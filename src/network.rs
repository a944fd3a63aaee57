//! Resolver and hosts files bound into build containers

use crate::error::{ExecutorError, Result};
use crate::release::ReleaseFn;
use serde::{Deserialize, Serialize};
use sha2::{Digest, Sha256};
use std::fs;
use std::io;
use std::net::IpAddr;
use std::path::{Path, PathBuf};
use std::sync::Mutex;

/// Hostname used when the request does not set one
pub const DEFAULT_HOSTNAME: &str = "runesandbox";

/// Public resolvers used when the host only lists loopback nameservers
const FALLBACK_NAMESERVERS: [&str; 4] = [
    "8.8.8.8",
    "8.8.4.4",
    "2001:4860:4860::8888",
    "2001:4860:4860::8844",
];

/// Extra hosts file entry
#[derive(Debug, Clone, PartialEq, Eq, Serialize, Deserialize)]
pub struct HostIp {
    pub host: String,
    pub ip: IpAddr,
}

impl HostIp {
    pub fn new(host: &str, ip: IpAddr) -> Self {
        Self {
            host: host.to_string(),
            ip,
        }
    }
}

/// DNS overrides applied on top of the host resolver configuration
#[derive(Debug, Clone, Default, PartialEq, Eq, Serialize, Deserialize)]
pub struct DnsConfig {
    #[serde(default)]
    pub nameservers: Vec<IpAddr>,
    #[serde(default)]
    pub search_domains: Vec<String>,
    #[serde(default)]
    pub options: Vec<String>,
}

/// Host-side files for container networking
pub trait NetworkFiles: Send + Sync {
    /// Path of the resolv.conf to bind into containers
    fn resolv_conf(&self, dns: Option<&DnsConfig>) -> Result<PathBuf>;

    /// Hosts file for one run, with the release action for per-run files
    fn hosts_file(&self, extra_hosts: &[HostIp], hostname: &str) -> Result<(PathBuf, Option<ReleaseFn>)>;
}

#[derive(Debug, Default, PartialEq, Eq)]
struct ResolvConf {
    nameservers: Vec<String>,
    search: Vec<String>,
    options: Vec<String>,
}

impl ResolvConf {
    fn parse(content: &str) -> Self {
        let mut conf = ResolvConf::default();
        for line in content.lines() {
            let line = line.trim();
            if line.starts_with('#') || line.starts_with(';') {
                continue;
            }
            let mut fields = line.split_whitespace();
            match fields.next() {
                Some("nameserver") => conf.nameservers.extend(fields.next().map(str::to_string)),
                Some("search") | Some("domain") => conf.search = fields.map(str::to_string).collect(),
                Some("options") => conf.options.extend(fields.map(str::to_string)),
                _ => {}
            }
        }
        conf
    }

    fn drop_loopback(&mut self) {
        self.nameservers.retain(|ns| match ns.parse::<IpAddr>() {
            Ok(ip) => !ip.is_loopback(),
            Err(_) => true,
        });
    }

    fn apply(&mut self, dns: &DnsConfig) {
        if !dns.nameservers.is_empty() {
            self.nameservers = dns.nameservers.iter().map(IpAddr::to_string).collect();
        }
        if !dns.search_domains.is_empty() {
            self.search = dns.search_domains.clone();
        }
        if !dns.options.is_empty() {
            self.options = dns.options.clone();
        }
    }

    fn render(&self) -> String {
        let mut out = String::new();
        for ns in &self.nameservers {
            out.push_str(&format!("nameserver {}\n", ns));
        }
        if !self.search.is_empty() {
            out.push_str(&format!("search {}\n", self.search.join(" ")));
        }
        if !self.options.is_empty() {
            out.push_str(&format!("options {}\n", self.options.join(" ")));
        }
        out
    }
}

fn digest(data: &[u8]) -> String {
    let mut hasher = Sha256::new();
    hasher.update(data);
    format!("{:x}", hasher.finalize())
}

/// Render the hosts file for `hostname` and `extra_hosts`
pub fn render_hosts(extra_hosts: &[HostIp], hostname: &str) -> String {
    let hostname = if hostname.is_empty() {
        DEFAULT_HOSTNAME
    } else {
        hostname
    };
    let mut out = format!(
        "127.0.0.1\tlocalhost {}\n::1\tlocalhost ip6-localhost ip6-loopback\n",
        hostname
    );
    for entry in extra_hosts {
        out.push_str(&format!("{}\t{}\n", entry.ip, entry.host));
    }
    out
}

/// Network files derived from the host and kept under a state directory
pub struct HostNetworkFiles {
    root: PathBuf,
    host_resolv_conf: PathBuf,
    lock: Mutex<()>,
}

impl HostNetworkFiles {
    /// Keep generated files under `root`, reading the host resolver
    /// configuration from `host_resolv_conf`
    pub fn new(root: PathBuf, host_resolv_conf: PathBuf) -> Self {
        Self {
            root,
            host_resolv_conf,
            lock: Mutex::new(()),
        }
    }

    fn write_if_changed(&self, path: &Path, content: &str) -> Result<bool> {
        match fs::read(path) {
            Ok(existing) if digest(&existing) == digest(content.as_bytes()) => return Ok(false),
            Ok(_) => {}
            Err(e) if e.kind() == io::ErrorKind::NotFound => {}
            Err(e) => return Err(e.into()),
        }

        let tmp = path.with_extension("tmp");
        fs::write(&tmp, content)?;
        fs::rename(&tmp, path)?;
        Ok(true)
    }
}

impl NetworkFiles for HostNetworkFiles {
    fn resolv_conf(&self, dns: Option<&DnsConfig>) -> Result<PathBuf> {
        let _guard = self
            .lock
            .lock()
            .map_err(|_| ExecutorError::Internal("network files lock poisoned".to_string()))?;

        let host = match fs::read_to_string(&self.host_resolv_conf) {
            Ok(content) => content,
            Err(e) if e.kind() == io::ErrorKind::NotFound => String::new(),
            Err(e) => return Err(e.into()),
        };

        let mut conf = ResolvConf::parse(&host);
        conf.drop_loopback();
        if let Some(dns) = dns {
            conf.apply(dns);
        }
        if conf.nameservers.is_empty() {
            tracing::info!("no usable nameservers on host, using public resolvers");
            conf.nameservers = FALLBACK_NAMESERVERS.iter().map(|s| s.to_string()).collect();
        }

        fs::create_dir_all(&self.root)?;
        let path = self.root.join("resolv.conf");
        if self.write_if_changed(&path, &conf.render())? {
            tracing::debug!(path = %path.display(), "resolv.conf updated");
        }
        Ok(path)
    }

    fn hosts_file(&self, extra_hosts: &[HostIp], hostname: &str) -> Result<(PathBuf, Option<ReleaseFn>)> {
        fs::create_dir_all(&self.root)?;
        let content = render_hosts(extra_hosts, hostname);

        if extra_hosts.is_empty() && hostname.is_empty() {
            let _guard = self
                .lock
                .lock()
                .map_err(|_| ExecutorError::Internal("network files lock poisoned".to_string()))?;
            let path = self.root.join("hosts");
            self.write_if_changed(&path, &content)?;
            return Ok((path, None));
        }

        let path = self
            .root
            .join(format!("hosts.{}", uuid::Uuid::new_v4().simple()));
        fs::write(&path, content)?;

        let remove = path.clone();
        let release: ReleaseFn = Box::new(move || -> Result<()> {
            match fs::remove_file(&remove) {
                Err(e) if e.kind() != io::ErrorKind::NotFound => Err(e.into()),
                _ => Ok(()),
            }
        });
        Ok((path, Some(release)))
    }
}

------------------------------

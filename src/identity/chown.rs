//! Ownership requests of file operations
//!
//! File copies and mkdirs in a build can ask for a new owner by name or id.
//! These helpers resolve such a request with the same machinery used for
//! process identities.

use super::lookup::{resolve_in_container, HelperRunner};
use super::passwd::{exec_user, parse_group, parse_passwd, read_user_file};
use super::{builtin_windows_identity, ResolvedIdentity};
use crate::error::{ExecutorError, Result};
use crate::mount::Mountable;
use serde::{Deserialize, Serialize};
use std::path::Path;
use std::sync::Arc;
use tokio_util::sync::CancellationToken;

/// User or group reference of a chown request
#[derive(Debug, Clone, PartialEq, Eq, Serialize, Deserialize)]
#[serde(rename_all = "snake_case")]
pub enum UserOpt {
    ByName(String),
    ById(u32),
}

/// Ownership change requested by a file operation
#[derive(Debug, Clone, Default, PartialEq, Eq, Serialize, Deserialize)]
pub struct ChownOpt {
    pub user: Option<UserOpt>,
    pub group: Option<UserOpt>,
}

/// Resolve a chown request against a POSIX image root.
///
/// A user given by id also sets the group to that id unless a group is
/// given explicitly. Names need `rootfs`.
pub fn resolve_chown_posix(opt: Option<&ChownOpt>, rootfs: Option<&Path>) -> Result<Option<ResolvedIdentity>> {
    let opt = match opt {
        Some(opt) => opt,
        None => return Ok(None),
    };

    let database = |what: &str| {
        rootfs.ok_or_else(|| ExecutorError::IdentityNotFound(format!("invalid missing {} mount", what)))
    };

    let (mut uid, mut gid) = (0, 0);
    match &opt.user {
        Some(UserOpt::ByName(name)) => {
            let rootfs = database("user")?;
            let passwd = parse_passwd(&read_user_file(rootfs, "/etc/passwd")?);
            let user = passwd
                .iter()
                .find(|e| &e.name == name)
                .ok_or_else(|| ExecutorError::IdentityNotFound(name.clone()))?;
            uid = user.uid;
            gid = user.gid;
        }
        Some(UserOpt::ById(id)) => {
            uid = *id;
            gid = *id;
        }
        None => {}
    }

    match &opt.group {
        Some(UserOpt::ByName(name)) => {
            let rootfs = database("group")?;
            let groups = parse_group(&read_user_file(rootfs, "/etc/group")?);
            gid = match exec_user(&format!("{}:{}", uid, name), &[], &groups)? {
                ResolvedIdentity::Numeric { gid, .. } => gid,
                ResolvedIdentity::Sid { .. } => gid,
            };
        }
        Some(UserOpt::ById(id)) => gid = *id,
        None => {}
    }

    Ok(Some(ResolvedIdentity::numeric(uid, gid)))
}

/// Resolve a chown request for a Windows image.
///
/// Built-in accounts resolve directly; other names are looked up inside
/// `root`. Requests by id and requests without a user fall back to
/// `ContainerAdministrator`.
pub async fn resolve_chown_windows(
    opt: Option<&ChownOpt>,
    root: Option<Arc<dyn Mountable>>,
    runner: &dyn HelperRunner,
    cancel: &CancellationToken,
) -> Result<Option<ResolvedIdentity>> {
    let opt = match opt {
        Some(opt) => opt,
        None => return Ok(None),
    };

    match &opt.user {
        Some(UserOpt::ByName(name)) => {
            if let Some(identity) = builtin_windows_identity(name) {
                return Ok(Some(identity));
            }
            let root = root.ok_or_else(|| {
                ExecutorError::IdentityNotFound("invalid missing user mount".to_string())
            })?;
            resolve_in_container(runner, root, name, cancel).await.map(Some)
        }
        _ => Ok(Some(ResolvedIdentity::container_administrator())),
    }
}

------------------------------

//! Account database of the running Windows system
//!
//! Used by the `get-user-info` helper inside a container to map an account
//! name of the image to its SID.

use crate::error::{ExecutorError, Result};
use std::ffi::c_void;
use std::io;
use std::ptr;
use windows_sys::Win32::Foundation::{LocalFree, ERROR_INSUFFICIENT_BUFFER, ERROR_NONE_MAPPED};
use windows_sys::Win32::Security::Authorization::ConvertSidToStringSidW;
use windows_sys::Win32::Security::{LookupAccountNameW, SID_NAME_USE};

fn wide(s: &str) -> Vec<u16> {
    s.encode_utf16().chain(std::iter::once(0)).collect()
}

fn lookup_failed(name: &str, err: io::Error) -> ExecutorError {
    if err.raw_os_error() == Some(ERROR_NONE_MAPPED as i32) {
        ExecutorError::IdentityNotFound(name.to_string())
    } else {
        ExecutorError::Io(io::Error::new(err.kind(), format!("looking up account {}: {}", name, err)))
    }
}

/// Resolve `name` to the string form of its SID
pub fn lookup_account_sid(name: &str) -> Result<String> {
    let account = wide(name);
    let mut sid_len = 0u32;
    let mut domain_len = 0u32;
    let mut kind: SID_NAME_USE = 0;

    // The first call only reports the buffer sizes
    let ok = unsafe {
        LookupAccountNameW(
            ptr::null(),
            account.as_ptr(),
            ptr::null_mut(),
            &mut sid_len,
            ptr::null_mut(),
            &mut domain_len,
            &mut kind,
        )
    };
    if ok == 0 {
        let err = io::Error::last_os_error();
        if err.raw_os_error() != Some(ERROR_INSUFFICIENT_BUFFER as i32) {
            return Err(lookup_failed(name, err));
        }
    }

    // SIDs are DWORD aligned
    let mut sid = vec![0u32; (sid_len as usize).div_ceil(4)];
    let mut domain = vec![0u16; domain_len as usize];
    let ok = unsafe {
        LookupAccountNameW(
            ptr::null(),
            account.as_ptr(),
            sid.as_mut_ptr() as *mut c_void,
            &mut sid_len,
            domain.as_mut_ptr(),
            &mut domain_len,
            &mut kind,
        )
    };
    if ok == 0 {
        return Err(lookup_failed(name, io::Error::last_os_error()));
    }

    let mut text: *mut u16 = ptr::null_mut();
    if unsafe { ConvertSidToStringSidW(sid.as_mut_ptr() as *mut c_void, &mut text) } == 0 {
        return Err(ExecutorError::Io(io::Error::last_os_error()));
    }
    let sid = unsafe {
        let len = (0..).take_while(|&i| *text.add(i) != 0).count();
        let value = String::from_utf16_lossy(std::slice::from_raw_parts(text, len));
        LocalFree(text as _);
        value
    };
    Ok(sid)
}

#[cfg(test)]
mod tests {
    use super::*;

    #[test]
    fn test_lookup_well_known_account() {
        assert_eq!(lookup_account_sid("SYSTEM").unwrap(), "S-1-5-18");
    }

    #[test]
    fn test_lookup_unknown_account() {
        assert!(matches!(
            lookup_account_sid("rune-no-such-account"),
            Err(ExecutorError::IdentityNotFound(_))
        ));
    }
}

------------------------------

• _The task_: Look back at the entries above. Retype the line with "filename src/network.rs", the line with "use std::net::IpAddr;", and all lines in between.

• _Written solution_:
filename src/network.rs
repository a944fd3a63aaee57
//! Resolver and hosts files bound into build containers

use crate::error::{ExecutorError, Result};
use crate::release::ReleaseFn;
use serde::{Deserialize, Serialize};
use sha2::{Digest, Sha256};
use std::fs;
use std::io;
use std::net::IpAddr;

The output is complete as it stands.